Parallels to the Columbian Exchange occurred on land as well. When caravan traffic first sustained commercial exchanges between China and the Mediterranean world at around 100 b.c.e., seeds, spores, and germs went along for the bumpy ride. Cherries, and perhaps smallpox and measles, came to the Roman world; China acquired grapes, alfalfa, donkeys, camels, and also perhaps smallpox and measles, among other items.

Something similar must have happened when caravans crossed the Sahara Desert between the Maghreb and the West African sahel. An African Columbus, whose name we will never know, inaugurated regular traffic sometime before 500 c.e. Horses came to West Africa, with revolutionary political consequences that roughly paralleled the impact of horses upon the Plains Indian of North America, although the difficulty of raising horses in West Africa altered the situation somewhat. Nonetheless, the military use of horses, especially against peoples who did not have them, helped reorganize West Africa, giving rise to large empires such as Ghana, Mali, and Songhai.

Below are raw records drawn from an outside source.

// 该文件是 Daolu （道路） 项目的一部分。
// src/bin/preview.rs - 本地连续预览
//
// 本文件根据 Apache 许可证第 2.0 版（以下简称“许可证”）授权使用；
// 除非遵守该许可证条款，否则您不得使用本文件。
// 您可通过以下网址获取许可证副本：
// http://www.apache.org/licenses/LICENSE-2.0
// 除非适用法律要求或书面同意，根据本许可协议分发的软件均按“原样”提供，
// 不附带任何形式的明示或暗示的保证或条件。
// 有关许可权限与限制的具体条款，请参阅本许可协议。
//
// Copyright (C) 2026 Johann Li <me@qinka.pro>, Wareless Group

use anyhow::Result;
use clap::Parser;
use url::Url;

use daolu::{
  FromUrl,
  fusion::{Pipeline, PipelineConfig},
  input::InputWrapper,
  model::{load_detector, load_segmenter},
  output::OutputWrapper,
  task::{ContinuousTask, Task},
};
use tracing::info;

/// Daolu 本地预览参数配置
#[derive(Parser, Debug)]
#[command(author, version, about, long_about = None)]
pub struct Args {
  /// 检测模型
  #[arg(long, env = "DAOLU_DETECTOR", value_name = "MODEL")]
  pub detector: Url,
  /// 分割模型
  #[arg(long, env = "DAOLU_SEGMENTER", value_name = "MODEL")]
  pub segmenter: Url,
  /// 输入来源
  #[arg(long, value_name = "SOURCE", default_value = "v4l2:///dev/video0")]
  pub input: Url,
  /// 输出路径
  #[arg(long, value_name = "OUTPUT")]
  pub output: Url,
  /// 处理指定帧数后退出
  #[arg(long, value_name = "FRAME_NUMBER")]
  pub frame_number: Option<usize>,
  /// 依次执行检测与分割，不使用并行
  #[arg(long, env = "DAOLU_SEQUENTIAL")]
  pub sequential: bool,
}

fn main() -> Result<()> {
  tracing_subscriber::fmt::init();

  let args = Args::parse();

  info!("检测模型: {}", args.detector);
  info!("分割模型: {}", args.segmenter);
  info!("输入来源: {}", args.input);
  info!("输出路径: {}", args.output);

  let detector = load_detector(&args.detector)?;
  let segmenter = load_segmenter(&args.segmenter)?;
  let pipeline = Pipeline::with_config(
    detector,
    segmenter,
    PipelineConfig {
      concurrent: !args.sequential,
    },
  );

  let input = InputWrapper::from_url(&args.input)?;
  let output = OutputWrapper::from_url(&args.output)?;

  info!("按 q 回车或 Ctrl-C 退出");
  ContinuousTask::default()
    .with_frame_number(args.frame_number)
    .with_quit_key(true)
    .run_task(input, &pipeline, output)?;

  Ok(())
}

Trans-Saharan caravans probably also exchanged pathogens between West Africa and the Mediterranean world. The syphilis outbreak of the 1490s, which may have resulted from an import from the Americas, could also represent a mutation of West African yaws. In the reverse direction, some of the crowd and herd diseases of Eurasia may have entered West Africa in the tissues of camel drivers. Rats and fleas may have crossed the Sahara this way too, bringing bubonic plague to the sahel in the great pandemic of the fourteenth century.

These biological exchanges, if indeed they occurred as I suggest, helped shape the history of Eurasia and Africa as surely as the Columbian Exchange. Their impacts were perhaps smaller in scale and, at least at the moment, less well documented than the impacts that Crosby put in the spotlight. But perhaps one day they too will find their Crosby, who will write books that would both please Aldo Leopold's ghost and change someone's vision of history on a damp afternoon.

J. R. MCNEILL     

NOTES

1. A predecessor of sorts was Hans Zinsser's delightful Rats, Lice, and History (1934), a medical doctor's irreverent biography of typhus.

2. E.g. Judith Carney, Black Rice (Cambridge, MA: Harvard University Press, 2001).